Quantopian's alpha generation problem is this:

Σ(H∙ΔP) = ω_a ∙ Σ(H_a∙ΔP) + , … , + ω_k ∙ Σ(H_k∙ΔP) + , … , + ω_z ∙ Σ(H_z∙ΔP)

They are trying to find the weighing factors ω that would maximize Σ(H∙ΔP). The problem is somewhat simplified since each of those trading strategies will be considered as some alpha source. However, each of those strategies does not generate the same amount of profits and therefore should be ordered by decreasing relevance. Which would imply that the highest producing strategy Σ(H_a∙ΔP) receives the highest weight ω_a and the highest allocation. Treating each strategy as equal is technically nonsensical. Strategies should battle to stay relevant and above a predetermined alpha threshold. This should read as many try but few are selected.

This does not change the author's compensation method, he/she receive 10% of the NET profits generated by ω_a ∙ Σ(H_a∙ΔP). Note that, Quantopian intends to leverage these trading strategies. It was not said anywhere if the author's strategy would be compensated accordingly lev_a ∙ ω_a ∙ Σ(H_a∙ΔP) ∙ 10%. I view the word NET as net of all trading expenses.

The advantage for Quantopian to consider strategies as alpha-signals is one of volatility reduction by diversification and outcome control. Simply by dynamical changing the weights ω_i(t) on the trading strategies, they can control what they want to see and treat each strategy as if a simple alpha-signal, a simple factor in their portfolio equation.

Guy -

The payout to each algo is its fraction of the total allocation (its weight) times the total net profit of the entire fund (not sure about leverage) times 10%. So the payout could be more, less or equal to the algo’s share of the total net profit. It all depends on how the algo weight is set and the net fund profit. The actual algo return doesn’t drive its payout, as I understand.

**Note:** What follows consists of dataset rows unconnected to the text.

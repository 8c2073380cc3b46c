//! Pending-notification set.
//!
//! Fixed capacity, fixed storage. A notification that finds every entry in
//! use is dropped; notify promises at-most-once delivery, not delivery.

use alloc::vec;
use alloc::vec::Vec;

use crate::proc::{Endpoint, SourceFilter};

#[derive(Clone, Copy, Debug)]
struct PendingEntry {
    source: Endpoint,
    badge: u64,
    in_use: bool,
}

impl PendingEntry {
    const FREE: Self = Self {
        source: Endpoint::from_raw(0),
        badge: 0,
        in_use: false,
    };
}

/// Notifications recorded for a process that was not ready to receive.
#[derive(Debug)]
pub struct PendingNotifications {
    entries: Vec<PendingEntry>,
    /// Insertion counter, so delivery follows arrival order.
    seq: Vec<u64>,
    next_seq: u64,
}

impl PendingNotifications {
    pub fn new(capacity: usize) -> Self {
        Self {
            entries: vec![PendingEntry::FREE; capacity],
            seq: vec![0; capacity],
            next_seq: 0,
        }
    }

    pub fn capacity(&self) -> usize {
        self.entries.len()
    }

    pub fn len(&self) -> usize {
        self.entries.iter().filter(|e| e.in_use).count()
    }

    pub fn is_empty(&self) -> bool {
        self.len() == 0
    }

    /// Record a notification. Returns false if the set was full.
    pub fn push(&mut self, source: Endpoint, badge: u64) -> bool {
        let Some(i) = self.entries.iter().position(|e| !e.in_use) else {
            return false;
        };
        self.entries[i] = PendingEntry {
            source,
            badge,
            in_use: true,
        };
        self.seq[i] = self.next_seq;
        self.next_seq += 1;
        true
    }

    /// Remove and return the oldest notification accepted by `filter`.
    pub fn take(&mut self, filter: SourceFilter) -> Option<(Endpoint, u64)> {
        let i = self
            .entries
            .iter()
            .enumerate()
            .filter(|(_, e)| e.in_use && filter.matches(e.source))
            .min_by_key(|(i, _)| self.seq[*i])
            .map(|(i, _)| i)?;
        let entry = core::mem::replace(&mut self.entries[i], PendingEntry::FREE);
        Some((entry.source, entry.badge))
    }

    /// True if a notification accepted by `filter` is waiting.
    pub fn has(&self, filter: SourceFilter) -> bool {
        self.entries
            .iter()
            .any(|e| e.in_use && filter.matches(e.source))
    }

    /// Forget everything from `source`. Returns how many were dropped.
    pub fn purge(&mut self, source: Endpoint) -> usize {
        let mut dropped = 0;
        for e in self.entries.iter_mut().filter(|e| e.in_use && e.source == source) {
            *e = PendingEntry::FREE;
            dropped += 1;
        }
        dropped
    }
}

#[cfg(test)]
mod tests {
    use super::*;

    #[test]
    fn test_capacity_and_drop() {
        let mut set = PendingNotifications::new(2);
        let a = Endpoint::new(1, 0);
        assert!(set.push(a, 1));
        assert!(set.push(a, 2));
        assert!(!set.push(a, 3));
        assert_eq!(set.len(), 2);
    }

    #[test]
    fn test_take_in_arrival_order() {
        let mut set = PendingNotifications::new(4);
        let a = Endpoint::new(1, 0);
        let b = Endpoint::new(2, 0);
        set.push(a, 10);
        set.push(b, 20);
        set.push(a, 11);
        assert_eq!(set.take(SourceFilter::From(b)), Some((b, 20)));
        assert_eq!(set.take(SourceFilter::Any), Some((a, 10)));
        // freed slot is reused but the older entry still wins
        set.push(b, 21);
        assert_eq!(set.take(SourceFilter::Any), Some((a, 11)));
        assert_eq!(set.take(SourceFilter::Any), Some((b, 21)));
        assert!(set.is_empty());
    }

    #[test]
    fn test_purge() {
        let mut set = PendingNotifications::new(3);
        let a = Endpoint::new(1, 0);
        set.push(a, 1);
        set.push(Endpoint::new(2, 0), 2);
        set.push(a, 3);
        assert_eq!(set.purge(a), 2);
        assert!(!set.has(SourceFilter::From(a)));
        assert_eq!(set.len(), 1);
    }
}
//! Capability-gated send
//!
//! One call resolves a local capability index to a destination and forwards
//! the message, replacing "open, check rights, route".
//!
//! # Security Properties
//! - The epoch check runs on every call; a slot that merely exists proves
//!   nothing
//! - The access policy only runs on capabilities that passed the epoch check
//! - The destination comes from the capability, never from the caller

use super::message::Message;
use super::state::{IpcFlags, IpcOutcome};
use crate::cap::Permissions;
use crate::error::{KernelError, KernelResult};
use crate::kernel::{Kernel, Operation};
use crate::proc::Endpoint;

impl Kernel {
    /// Send `msg` to the endpoint named by the caller's capability at
    /// `cap_index`.
    pub fn send_cap(
        &mut self,
        caller: Endpoint,
        cap_index: u32,
        msg: Message,
        flags: IpcFlags,
    ) -> KernelResult<IpcOutcome> {
        let src = self.ipc_caller(caller)?;
        let caps = &self.procs.at(src)?.caps;

        let cap = caps.lookup(cap_index).ok_or(KernelError::InvalidArgument)?;
        if !caps.is_valid_for_ipc(cap_index, &self.registry) {
            log::warn!(
                "{:?} used revoked capability {} of {:?}",
                caller,
                cap_index,
                cap.service_id()
            );
            return Err(KernelError::PermissionDenied);
        }
        if !self.policy.check(caller, &cap, Operation::Send) {
            return Err(KernelError::AccessDenied);
        }
        if !cap.has_permissions(Permissions::SEND) {
            return Err(KernelError::PermissionDenied);
        }

        let raw =
            u32::try_from(cap.endpoint_or_obj()).map_err(|_| KernelError::InvalidArgument)?;
        let dest = Endpoint::from_raw(raw);

        self.procs.at_mut(src)?.ipc.accounting.sync_calls += 1;
        self.mini_send(src, dest, msg, flags)
    }
}
//! Deadlock detection
//!
//! Before a process blocks, follow the chain of "who is X waiting on"
//! starting at the peer. A chain that comes back to the caller is a cycle
//! of processes that can never wake each other.
//!
//! The one cycle allowed is the two-party rendezvous: the caller sends
//! while the peer waits to receive from it, or the caller receives while
//! the peer waits to send to it. Either side completing unblocks both.

use crate::proc::{Process, ProcessTable, SourceFilter};

/// Direction of the call about to block.
#[derive(Clone, Copy, PartialEq, Eq, Debug)]
pub(crate) enum CallKind {
    Send,
    Receive,
}

/// Slot `proc` waits on, if it is blocked on a single process.
///
/// A pending send wins over a pending receive; `Any` ends the chain.
fn blocked_on(proc: &Process) -> Option<usize> {
    if let Some(send) = &proc.ipc.sending {
        return Some(send.dest);
    }
    match proc.ipc.receiving {
        Some(SourceFilter::From(ep)) if !ep.is_kernel_source() => Some(ep.slot()),
        _ => None,
    }
}

/// Size of the cycle `caller` would close by blocking on `peer`, or `None`
/// if blocking is safe.
pub(crate) fn detect(
    procs: &ProcessTable,
    caller: usize,
    peer: usize,
    kind: CallKind,
) -> Option<usize> {
    let mut group = 1;
    let mut next = peer;

    // A chain longer than the arena must repeat without reaching the caller.
    for _ in 0..procs.capacity() {
        let xp = procs.at(next).ok()?;
        let on = blocked_on(xp)?;
        group += 1;

        if on == caller {
            if group == 2 {
                let peer_sending = xp.ipc.sending.is_some();
                let rendezvous = match kind {
                    CallKind::Send => !peer_sending,
                    CallKind::Receive => peer_sending,
                };
                if rendezvous {
                    return None;
                }
            }
            return Some(group);
        }
        next = on;
    }
    None
}

#[cfg(test)]
mod tests {
    use super::*;
    use crate::ipc::state::PendingSend;
    use crate::ipc::Message;
    use crate::proc::Endpoint;
    use crate::sched::SchedParams;

    fn table(n: usize) -> ProcessTable {
        let mut t = ProcessTable::new(n);
        for _ in 0..n {
            t.insert(|ep| Process::new(ep, "p", 4, 2, SchedParams::new(7, 4)))
                .unwrap();
        }
        t
    }

    fn block_send(t: &mut ProcessTable, from: usize, to: usize) {
        let target = t.at(to).unwrap().endpoint();
        t.at_mut(from).unwrap().ipc.sending = Some(PendingSend {
            dest: to,
            target,
            msg: Message::empty(0),
        });
    }

    fn ep(slot: usize) -> Endpoint {
        Endpoint::new(slot, 0)
    }

    #[test]
    fn test_mutual_send_is_cycle() {
        let mut t = table(2);
        block_send(&mut t, 1, 0);
        assert_eq!(detect(&t, 0, 1, CallKind::Send), Some(2));
    }

    #[test]
    fn test_send_to_receiver_is_rendezvous() {
        let mut t = table(2);
        t.at_mut(1).unwrap().ipc.receiving = Some(SourceFilter::From(ep(0)));
        assert_eq!(detect(&t, 0, 1, CallKind::Send), None);
    }

    #[test]
    fn test_receive_from_sender_is_rendezvous() {
        let mut t = table(2);
        block_send(&mut t, 1, 0);
        assert_eq!(detect(&t, 0, 1, CallKind::Receive), None);
    }

    #[test]
    fn test_three_party_cycle() {
        let mut t = table(3);
        // 1 -> 2 -> 0, and 0 now wants to send to 1
        block_send(&mut t, 1, 2);
        block_send(&mut t, 2, 0);
        assert_eq!(detect(&t, 0, 1, CallKind::Send), Some(3));
    }

    #[test]
    fn test_any_breaks_chain() {
        let mut t = table(3);
        block_send(&mut t, 1, 2);
        t.at_mut(2).unwrap().ipc.receiving = Some(SourceFilter::Any);
        assert_eq!(detect(&t, 0, 1, CallKind::Send), None);
    }

    #[test]
    fn test_foreign_cycle_terminates() {
        let mut t = table(3);
        block_send(&mut t, 1, 2);
        block_send(&mut t, 2, 1);
        assert_eq!(detect(&t, 0, 1, CallKind::Send), None);
    }
}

@Grant, we are saying the same thing. The sum of weights is Σω_i = 1. However, Quantopian could treat any of the trading strategies it considers for its fund as either overweight or underweight with varying degrees of leverage.

Quantopian in their business update said they had 25 authors and 40 allocated strategies. One author has the equivalent of 5 allocations ($50M). His or her strategy is more heavily weighted and should grab more of the net profits compared to others. The share of net profits will be ω_a ∙ Σ(H_a∙ΔP) / Σ(H∙ΔP). Which is what the equation said.

Guy -

Your equation ω_a ∙ Σ(H_a∙ΔP) / Σ(H∙ΔP) says that the payout depends on the profit of the algo, right? This is not the case. The algo could make $0 actual profit (Σ(H_a∙ΔP) = 0), but still get a payout if its weight is not zero.

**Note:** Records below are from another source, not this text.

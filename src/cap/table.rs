//! Capability Table
//!
//! A per-process, fixed-size array of capability slots managed as a slot map.
//!
//! # Design
//! - Slots are handed out from a stack of free indices (`free_list`)
//! - `free_head` counts the free indices; it never exceeds the table size
//! - Each slot carries a generation bumped on free, so a `CapHandle`
//!   taken before a free can never reach the slot's next occupant
//! - Every index is either on the free stack or allocated, never both
//!
//! The table never consults the epoch registry when storing: callers stamp
//! the template's epoch. Only [`CapTable::is_valid_for_ipc`] reads it.

use alloc::boxed::Box;
use alloc::vec;
use alloc::vec::Vec;
use core::sync::atomic::{AtomicUsize, Ordering};

use super::capability::{CapHandle, Capability};
use super::epoch::EpochRegistry;
use crate::error::{KernelError, KernelResult};
use crate::security::Zeroize;
use crate::sync::IrqSpinLock;

struct TableInner {
    caps: Box<[Capability]>,
    generations: Box<[u32]>,
    allocated: Box<[bool]>,
    free_list: Box<[u32]>,
}

/// Capability table owned by exactly one process.
pub struct CapTable {
    size: usize,
    free_head: AtomicUsize,
    inner: IrqSpinLock<TableInner>,
}

impl CapTable {
    /// Create a table with `size` empty slots.
    ///
    /// # Panics
    /// If `size` is zero or not a power of two. This is a caller contract,
    /// not a runtime error.
    pub fn new(size: usize) -> Self {
        assert!(
            size != 0 && size.is_power_of_two(),
            "capability table size must be a nonzero power of two, got {}",
            size
        );
        assert!(size <= u32::MAX as usize);

        let free_list: Vec<u32> = (0..size as u32).collect();
        Self {
            size,
            free_head: AtomicUsize::new(size),
            inner: IrqSpinLock::new(TableInner {
                caps: vec![Capability::null(); size].into_boxed_slice(),
                generations: vec![0u32; size].into_boxed_slice(),
                allocated: vec![false; size].into_boxed_slice(),
                free_list: free_list.into_boxed_slice(),
            }),
        }
    }

    /// Number of slots.
    #[inline]
    pub fn size(&self) -> usize {
        self.size
    }

    /// Number of unallocated slots.
    #[inline]
    pub fn available(&self) -> usize {
        self.free_head.load(Ordering::Acquire)
    }

    /// Number of allocated slots.
    #[inline]
    pub fn len(&self) -> usize {
        self.size - self.available()
    }

    #[inline]
    pub fn is_empty(&self) -> bool {
        self.len() == 0
    }

    /// Store `template` in a free slot and return its index.
    pub fn alloc(&self, template: Capability) -> KernelResult<u32> {
        self.alloc_handle(template).map(|h| h.index)
    }

    /// Store `template` in a free slot and return a generation-checked handle.
    pub fn alloc_handle(&self, template: Capability) -> KernelResult<CapHandle> {
        if template.is_null() {
            return Err(KernelError::InvalidArgument);
        }

        let mut inner = self.inner.lock();
        let head = self.free_head.load(Ordering::Relaxed);
        if head == 0 {
            return Err(KernelError::OutOfCapacity);
        }

        let index = inner.free_list[head - 1];
        let slot = index as usize;
        if inner.allocated[slot] {
            log::error!("cap table: free list hands out live slot {}", index);
            return Err(KernelError::InternalInvariantViolation);
        }

        inner.caps[slot] = template;
        inner.allocated[slot] = true;
        self.free_head.store(head - 1, Ordering::Release);

        Ok(CapHandle {
            index,
            generation: inner.generations[slot],
        })
    }

    /// Return slot `index` to the free stack and scrub it.
    pub fn free(&self, index: u32) -> KernelResult<()> {
        let slot = index as usize;
        if slot >= self.size {
            return Err(KernelError::InvalidArgument);
        }

        let mut inner = self.inner.lock();
        if !inner.allocated[slot] {
            return Err(KernelError::InvalidArgument);
        }

        let head = self.free_head.load(Ordering::Relaxed);
        if head >= self.size {
            log::error!("cap table: free list overfull while freeing slot {}", index);
            return Err(KernelError::InternalInvariantViolation);
        }

        inner.free_list[head] = index;
        inner.allocated[slot] = false;
        inner.caps[slot].zeroize();
        let generation = inner.generations[slot].wrapping_add(1);
        inner.generations[slot] = generation;
        self.free_head.store(head + 1, Ordering::Release);
        Ok(())
    }

    /// Free the slot named by `handle`, rejecting stale handles.
    pub fn free_handle(&self, handle: CapHandle) -> KernelResult<()> {
        self.check_handle(handle)?;
        self.free(handle.index)
    }

    /// O(1) read of slot `index`, taken under the table lock so it never
    /// observes a slot halfway through `alloc` or `free`.
    ///
    /// Returns None for out-of-range or unallocated slots. A returned
    /// capability is NOT thereby authorized; IPC callers must go through
    /// [`CapTable::is_valid_for_ipc`].
    pub fn lookup(&self, index: u32) -> Option<Capability> {
        let slot = index as usize;
        if slot >= self.size {
            return None;
        }
        let inner = self.inner.lock();
        if inner.allocated[slot] {
            Some(inner.caps[slot])
        } else {
            None
        }
    }

    /// Read through a slot-map handle.
    pub fn lookup_handle(&self, handle: CapHandle) -> KernelResult<Capability> {
        self.check_handle(handle)?;
        self.lookup(handle.index).ok_or(KernelError::InvalidArgument)
    }

    /// The only authorization primitive the IPC path trusts: the slot is
    /// allocated, its service is in registry range, and its stamped epoch
    /// equals the service's current epoch.
    pub fn is_valid_for_ipc(&self, index: u32, registry: &EpochRegistry) -> bool {
        match self.lookup(index) {
            Some(cap) => registry.is_current(cap.service_id(), cap.epoch()),
            None => false,
        }
    }

    /// Free every allocated slot. Returns how many were released.
    pub fn clear(&self) -> usize {
        let live: Vec<u32> = {
            let inner = self.inner.lock();
            (0..self.size as u32)
                .filter(|&i| inner.allocated[i as usize])
                .collect()
        };
        live.into_iter().filter(|&i| self.free(i).is_ok()).count()
    }

    /// Current generation of slot `index`.
    pub fn generation(&self, index: u32) -> Option<u32> {
        let slot = index as usize;
        if slot >= self.size {
            return None;
        }
        Some(self.inner.lock().generations[slot])
    }

    fn check_handle(&self, handle: CapHandle) -> KernelResult<()> {
        match self.generation(handle.index) {
            Some(current) if current == handle.generation => Ok(()),
            _ => Err(KernelError::InvalidArgument),
        }
    }
}

impl core::fmt::Debug for CapTable {
    fn fmt(&self, f: &mut core::fmt::Formatter<'_>) -> core::fmt::Result {
        f.debug_struct("CapTable")
            .field("size", &self.size)
            .field("available", &self.available())
            .finish()
    }
}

@Grant, whatever the weight, if Σ(H_a∙ΔP) = 0, then ω_a ∙ Σ(H_a∙ΔP) = 0.

@ Guy - have a look at The relative allocation (weight) of capital determines the share of the overall net fund profit but the forward return of an algo doesn’t determine the payout to the author (although one would expect the trailing returns to impact the algos weight in the fund).

@Grant, would you pay anything as compensation for a strategy's participation in the Quantopian portfolio if all it generates in profits is Σ(H_a∙ΔP) <= 0. I do not think Quantopian would pay anything either for non-performing strategies. Otherwise, all the poorer performing strategies would drain the potential rewards of the best-performing ones.

@ Guy - With an extreme case, I was just illustrating the fact that the payout scheme has changed to:

Royalty = (weight of algorithm in signal combination) * (total net profit of the combination)

Your math and comments seemed to be inconsistent with this new formula, and so I wanted to make sure we were all on the same page. My interpretation of the change is that Q may be combining the raw alpha vectors from all of the algos, versus first running each through the Optimize API, and then combining the orders. If this is the case, the idea of individually traded strategies is not relevant. Based on what I can glean, the alphas from each algo are combined as a simple linear combination, since, per the Get Funded page "Each author’s share of that pool is proportional to their allocation or weight within the broader Quantopian investment strategy." On Quantopian Business Update, however, the description is a more general "The weight of your signal will be based on the quality of the alpha" and there is no reference to the weight being equivalent to the relative allocation of the algo in the fund. The linear combination of alpha vectors implied by equivalency of the weights and allocations seems over-constrained. I would think that a more general ML approach, using feature importance for the weights would be better, followed by application of the Optimize API for risk management. This would be more along the lines of weighting based on the "quality of the alpha" (i.e. the importance of the alpha in forecasting) without the constraint of a simple linear combination of alphas in the alpha combination step.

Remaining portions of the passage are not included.